Involvement of the β 3 E 749 ATSTFTN 756 region in stabilizing integrin α IIb β 3 ‐ligand interaction

Summary.  Platelet integrin α IIb β 3 must be activated via intracellular mechanisms before it binds soluble ligands, and it is thought to be activated at its extracellular site by surface‐bound ligands. Integrin activation is associated with rearrangement of the cytoskeleton and phosphorylation of proteins that become localized in focal contacts. In these processes, the cytoplasmic tail of the β‐subunit plays a central role.
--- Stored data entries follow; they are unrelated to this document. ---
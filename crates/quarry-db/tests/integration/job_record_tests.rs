use chrono::NaiveDate;
use quarry_core::models::{InsertOutcome, NewSource};
use quarry_db::JobFilter;

use crate::integration::common::{record, setup_test_db};

fn day(d: u32) -> NaiveDate {
    NaiveDate::from_ymd_opt(2026, 3, d).unwrap()
}

#[tokio::test]
async fn insert_is_idempotent_per_identity() {
    let (db, _container) = setup_test_db().await;
    let source = db
        .sources()
        .add(&NewSource::new("Acme", "https://jobs.lever.co/acme"))
        .await
        .unwrap();
    let repo = db.job_records();

    let rec = record(source.id, "https://jobs.lever.co/acme/1", day(10), 9);
    assert!(!repo.exists_by_hash(&rec.identity_hash).await.unwrap());

    let first = repo.insert(&rec).await.unwrap();
    assert!(matches!(first, InsertOutcome::Inserted(_)));
    assert!(repo.exists_by_hash(&rec.identity_hash).await.unwrap());

    // Same URL under a different title still collides.
    let mut again = rec.clone();
    again.title = "Renamed".into();
    assert_eq!(repo.insert(&again).await.unwrap(), InsertOutcome::Duplicate);
    assert_eq!(repo.count().await.unwrap(), 1);
}

#[tokio::test]
async fn stored_record_reads_back() {
    let (db, _container) = setup_test_db().await;
    let source = db
        .sources()
        .add(&NewSource::new("Acme", "https://jobs.lever.co/acme"))
        .await
        .unwrap();
    let repo = db.job_records();

    let rec = record(source.id, "https://jobs.lever.co/acme/1", day(10), 9);
    repo.insert(&rec).await.unwrap();

    let listed = repo.list(&JobFilter::default()).await.unwrap();
    assert_eq!(listed.len(), 1);
    let stored = &listed[0];
    assert_eq!(stored.identity_hash, rec.identity_hash);
    assert_eq!(stored.identity_hash.len(), 32);
    assert_eq!(stored.source_id, Some(source.id));
    assert_eq!(stored.skills, vec!["rust", "sql"]);
    assert_eq!(stored.source_type, "lever");
    assert_eq!(stored.posted_date, day(10));
    assert_eq!(stored.scraped_at, rec.scraped_at);
    assert_eq!(stored.salary.as_deref(), Some("$120k - $150k"));
}

#[tokio::test]
async fn list_orders_newest_first_and_filters() {
    let (db, _container) = setup_test_db().await;
    let source = db
        .sources()
        .add(&NewSource::new("Acme", "https://jobs.lever.co/acme"))
        .await
        .unwrap();
    let repo = db.job_records();

    let older = record(source.id, "https://jobs.lever.co/acme/old", day(1), 9);
    let newer_early = record(source.id, "https://jobs.lever.co/acme/a", day(5), 8);
    let mut newer_late = record(source.id, "https://jobs.lever.co/acme/b", day(5), 11);
    newer_late.title = "Growth Marketer".into();
    newer_late.sector = "marketing".into();

    for rec in [&older, &newer_early, &newer_late] {
        repo.insert(rec).await.unwrap();
    }

    let all = repo.list(&JobFilter::default()).await.unwrap();
    let urls: Vec<_> = all.iter().map(|r| r.job_url.as_str()).collect();
    assert_eq!(
        urls,
        [
            "https://jobs.lever.co/acme/b",
            "https://jobs.lever.co/acme/a",
            "https://jobs.lever.co/acme/old",
        ]
    );

    let marketing = repo
        .list(&JobFilter {
            sector: Some("Marketing".into()),
            ..Default::default()
        })
        .await
        .unwrap();
    assert_eq!(marketing.len(), 1);

    let matched = repo
        .list(&JobFilter {
            query: Some("growth".into()),
            ..Default::default()
        })
        .await
        .unwrap();
    assert_eq!(matched.len(), 1);
    assert_eq!(matched[0].title, "Growth Marketer");

    let limited = repo
        .list(&JobFilter {
            limit: Some(2),
            ..Default::default()
        })
        .await
        .unwrap();
    assert_eq!(limited.len(), 2);
}
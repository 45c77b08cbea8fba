//! Per-host politeness delay for board fetches.
//!
//! Several sources usually live on the same ATS host (every Lever board is
//! served from `api.lever.co`), so spacing requests per host rather than per
//! source keeps a run from hammering one provider.

use std::collections::HashMap;
use std::sync::Arc;
use std::time::{Duration, Instant};

use tokio::sync::Mutex;
use url::Url;

use crate::error::AppError;
use crate::traits::Fetcher;

/// Spacing between consecutive requests to the same host.
#[derive(Debug, Clone)]
pub struct ThrottleConfig {
    pub delay: Duration,
    /// Upper bound of a random extra delay added to each wait.
    pub jitter: Duration,
}

impl ThrottleConfig {
    pub fn new(delay: Duration) -> Self {
        Self {
            delay,
            jitter: Duration::ZERO,
        }
    }

    pub fn with_jitter(mut self, jitter: Duration) -> Self {
        self.jitter = jitter;
        self
    }

    fn next_interval(&self) -> Duration {
        if self.jitter.is_zero() {
            self.delay
        } else {
            self.delay + Duration::from_millis(jitter_ms(self.jitter.as_millis() as u64))
        }
    }
}

impl Default for ThrottleConfig {
    fn default() -> Self {
        Self {
            delay: Duration::from_secs(1),
            jitter: Duration::from_millis(250),
        }
    }
}

/// A [`Fetcher`] that waits out the per-host delay before delegating.
#[derive(Clone)]
pub struct ThrottledFetcher<F> {
    inner: F,
    config: ThrottleConfig,
    last_hit: Arc<Mutex<HashMap<String, Instant>>>,
}

impl<F: Fetcher> ThrottledFetcher<F> {
    pub fn new(inner: F, config: ThrottleConfig) -> Self {
        Self {
            inner,
            config,
            last_hit: Arc::new(Mutex::new(HashMap::new())),
        }
    }

    /// `host:port` of a URL, or `None` if it does not parse.
    fn host_key(url: &str) -> Option<String> {
        let url = Url::parse(url).ok()?;
        let host = url.host_str()?.to_ascii_lowercase();
        match url.port_or_known_default() {
            Some(port) => Some(format!("{host}:{port}")),
            None => Some(host),
        }
    }

    async fn wait_turn(&self, host: &str) {
        let wait = {
            let map = self.last_hit.lock().await;
            map.get(host).and_then(|last| {
                let interval = self.config.next_interval();
                interval.checked_sub(last.elapsed())
            })
        };

        if let Some(wait) = wait.filter(|w| !w.is_zero()) {
            tracing::debug!(%host, wait_ms = %wait.as_millis(), "Throttling board request");
            tokio::time::sleep(wait).await;
        }

        self.last_hit
            .lock()
            .await
            .insert(host.to_string(), Instant::now());
    }
}

impl<F: Fetcher> Fetcher for ThrottledFetcher<F> {
    async fn fetch(&self, url: &str) -> Result<String, AppError> {
        if let Some(host) = Self::host_key(url) {
            self.wait_turn(&host).await;
        }
        self.inner.fetch(url).await
    }
}

/// Cheap time-seeded xorshift. Only used to spread request timing.
fn jitter_ms(max_ms: u64) -> u64 {
    if max_ms == 0 {
        return 0;
    }
    let mut x = std::time::SystemTime::now()
        .duration_since(std::time::UNIX_EPOCH)
        .unwrap_or_default()
        .as_nanos() as u64
        | 1;
    x ^= x << 13;
    x ^= x >> 7;
    x ^= x << 17;
    x % max_ms
}
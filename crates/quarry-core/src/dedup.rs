use std::collections::HashSet;

use crate::error::AppError;
use crate::normalize::stable_hash;
use crate::traits::JobStore;

/// Run-scoped duplicate filter.
///
/// The pre-check avoids normalizing and logging postings the store already
/// holds. It is not the enforcement point: the store's unique index is, and
/// an insert it rejects is moved back into the skipped count with
/// [`reclassify_as_duplicate`](Self::reclassify_as_duplicate).
pub struct Deduplicator<'a, S: JobStore> {
    store: &'a S,
    seen: HashSet<String>,
    accepted: u32,
    skipped: u32,
}

impl<'a, S: JobStore> Deduplicator<'a, S> {
    pub fn new(store: &'a S) -> Self {
        Self {
            store,
            seen: HashSet::new(),
            accepted: 0,
            skipped: 0,
        }
    }

    /// Check a posting URL against this run's accepted set and the store.
    ///
    /// Counts the URL as skipped when it is a duplicate. Store errors
    /// propagate unchanged.
    pub async fn is_duplicate(&mut self, job_url: &str) -> Result<bool, AppError> {
        let hash = stable_hash(job_url);
        let duplicate =
            self.seen.contains(&hash) || self.store.exists_by_identity_hash(&hash).await?;
        if duplicate {
            self.skipped += 1;
        }
        Ok(duplicate)
    }

    /// Record that a record with this identity hash has been accepted.
    pub fn accept(&mut self, identity_hash: &str) {
        self.seen.insert(identity_hash.to_string());
        self.accepted += 1;
    }

    /// Move one previously accepted record into the skipped count.
    pub fn reclassify_as_duplicate(&mut self) {
        self.accepted = self.accepted.saturating_sub(1);
        self.skipped += 1;
    }

    pub fn accepted(&self) -> u32 {
        self.accepted
    }

    pub fn skipped(&self) -> u32 {
        self.skipped
    }
}

#[cfg(test)]
mod tests {
    use super::*;
    use crate::testutil::MockStore;

    #[tokio::test]
    async fn new_url_is_not_duplicate() {
        let store = MockStore::empty();
        let mut dedup = Deduplicator::new(&store);

        assert!(!dedup.is_duplicate("https://jobs.lever.co/a/1").await.unwrap());
        assert_eq!(dedup.skipped(), 0);
    }

    #[tokio::test]
    async fn stored_url_is_duplicate() {
        let store = MockStore::with_existing_urls(&["https://jobs.lever.co/a/1"]);
        let mut dedup = Deduplicator::new(&store);

        assert!(dedup.is_duplicate("https://jobs.lever.co/a/1").await.unwrap());
        assert_eq!(dedup.skipped(), 1);
        assert_eq!(dedup.accepted(), 0);
    }

    #[tokio::test]
    async fn url_accepted_earlier_in_run_is_duplicate() {
        let store = MockStore::empty();
        let mut dedup = Deduplicator::new(&store);

        let url = "https://boards.greenhouse.io/acme/jobs/7";
        assert!(!dedup.is_duplicate(url).await.unwrap());
        dedup.accept(&stable_hash(url));

        assert!(dedup.is_duplicate(url).await.unwrap());
        assert_eq!(dedup.accepted(), 1);
        assert_eq!(dedup.skipped(), 1);
    }

    #[tokio::test]
    async fn store_error_propagates() {
        let store = MockStore::unavailable("connection refused");
        let mut dedup = Deduplicator::new(&store);

        let err = dedup.is_duplicate("https://x/1").await.unwrap_err();
        assert!(err.is_store_failure());
    }

    #[tokio::test]
    async fn reclassify_moves_between_counters() {
        let store = MockStore::empty();
        let mut dedup = Deduplicator::new(&store);
        dedup.accept("abc");
        dedup.accept("def");
        dedup.reclassify_as_duplicate();

        assert_eq!(dedup.accepted(), 1);
        assert_eq!(dedup.skipped(), 1);
    }
}
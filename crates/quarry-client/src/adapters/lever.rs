use async_trait::async_trait;
use chrono::{DateTime, Utc};
use quarry_core::adapter::JobBoardAdapter;
use quarry_core::error::AppError;
use quarry_core::models::RawPosting;
use quarry_core::source::SourceType;
use quarry_core::traits::{Cleaner, Fetcher};
use serde::Deserialize;

use super::{board_slug, describe, fetch_json, non_empty, parse_board_url, salary_range, sector_from};

const API_BASE: &str = "https://api.lever.co/v0/postings";

/// Lever boards (`https://jobs.lever.co/<company>`), read through the public
/// postings API.
#[derive(Clone)]
pub struct LeverAdapter<F, C> {
    fetcher: F,
    cleaner: C,
}

impl<F: Fetcher, C: Cleaner> LeverAdapter<F, C> {
    pub fn new(fetcher: F, cleaner: C) -> Self {
        Self { fetcher, cleaner }
    }

    fn api_url(board_url: &str) -> Result<String, AppError> {
        let slug = board_slug(&parse_board_url(board_url)?)?;
        Ok(format!("{API_BASE}/{slug}?mode=json"))
    }

    fn to_raw(&self, posting: LeverPosting) -> Result<RawPosting, AppError> {
        let mut raw = RawPosting {
            title: non_empty(posting.text),
            job_url: non_empty(posting.hosted_url),
            location: non_empty(posting.categories.location),
            sector: sector_from(
                [&posting.categories.department, &posting.categories.team]
                    .into_iter()
                    .flatten()
                    .map(String::as_str),
            ),
            salary: posting
                .salary_range
                .and_then(|r| salary_range(r.min, r.max, r.currency.as_deref())),
            skills: posting.tags,
            posted_date: posting
                .created_at
                .and_then(DateTime::<Utc>::from_timestamp_millis)
                .map(|dt| dt.date_naive()),
            ..Default::default()
        };

        // Lever splits requirements etc. into titled lists next to the body.
        let mut html = posting.description.unwrap_or_default();
        for list in &posting.lists {
            html.push_str(&format!("<h3>{}</h3><ul>{}</ul>", list.text, list.content));
        }
        describe(&mut raw, &self.cleaner, Some(&html), None)?;
        Ok(raw)
    }
}

#[async_trait]
impl<F, C> JobBoardAdapter for LeverAdapter<F, C>
where
    F: Fetcher + 'static,
    C: Cleaner + 'static,
{
    fn source_type(&self) -> SourceType {
        SourceType::Lever
    }

    async fn fetch(&self, board_url: &str) -> Result<Vec<RawPosting>, AppError> {
        let api_url = Self::api_url(board_url)?;
        let postings: Vec<LeverPosting> = fetch_json(&self.fetcher, &api_url).await?;
        tracing::debug!(board = %board_url, count = postings.len(), "Lever postings fetched");
        postings.into_iter().map(|p| self.to_raw(p)).collect()
    }
}

#[derive(Debug, Deserialize)]
#[serde(rename_all = "camelCase")]
struct LeverPosting {
    text: Option<String>,
    hosted_url: Option<String>,
    #[serde(default)]
    categories: LeverCategories,
    description: Option<String>,
    #[serde(default)]
    lists: Vec<LeverList>,
    created_at: Option<i64>,
    salary_range: Option<LeverSalaryRange>,
    #[serde(default)]
    tags: Vec<String>,
}

#[derive(Debug, Default, Deserialize)]
struct LeverCategories {
    location: Option<String>,
    team: Option<String>,
    department: Option<String>,
}

#[derive(Debug, Deserialize)]
struct LeverList {
    #[serde(default)]
    text: String,
    #[serde(default)]
    content: String,
}

#[derive(Debug, Deserialize)]
struct LeverSalaryRange {
    min: f64,
    max: f64,
    currency: Option<String>,
}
We introduced peptides homologous to the E 749 ATSTFTN 756 domain (E–N peptide) and the T 755 NITYRGT 762 domain (T–T peptide) of β 3 in streptolysin O‐permeabilized platelets and analyzed the initial interaction with soluble fibronectin, fibrinogen and PAC‐1 after stimulation with thrombin. E–N peptide left the initial binding of fibronectin intact but interfered with stable receptor occupancy. E–N peptide also inhibited fibrinogen binding, thereby reducing the formation of large aggregates. Strikingly, E–N peptide did not disturb the binding of PAC‐1, which is known to reflect activation of the integrin. E–N peptide also inhibited tyrosine phosphorylation of focal adhesion kinase, a response known to be dependent on α IIb β 3 . T–T peptide did not affect these processes. In a model for outside‐in integrin activation, E–N peptide disrupted the binding of CHO cells expressing α IIb β 3 to surface‐bound ligand. Again, T–T peptide had no effect. We conclude that the E 749 ATSTFTN 756 region of the β 3 ‐tail stabilizes the binding of soluble and surface‐bound ligand to integrin α IIb β 3 via a mechanism that involves the phosphorylation of FAK.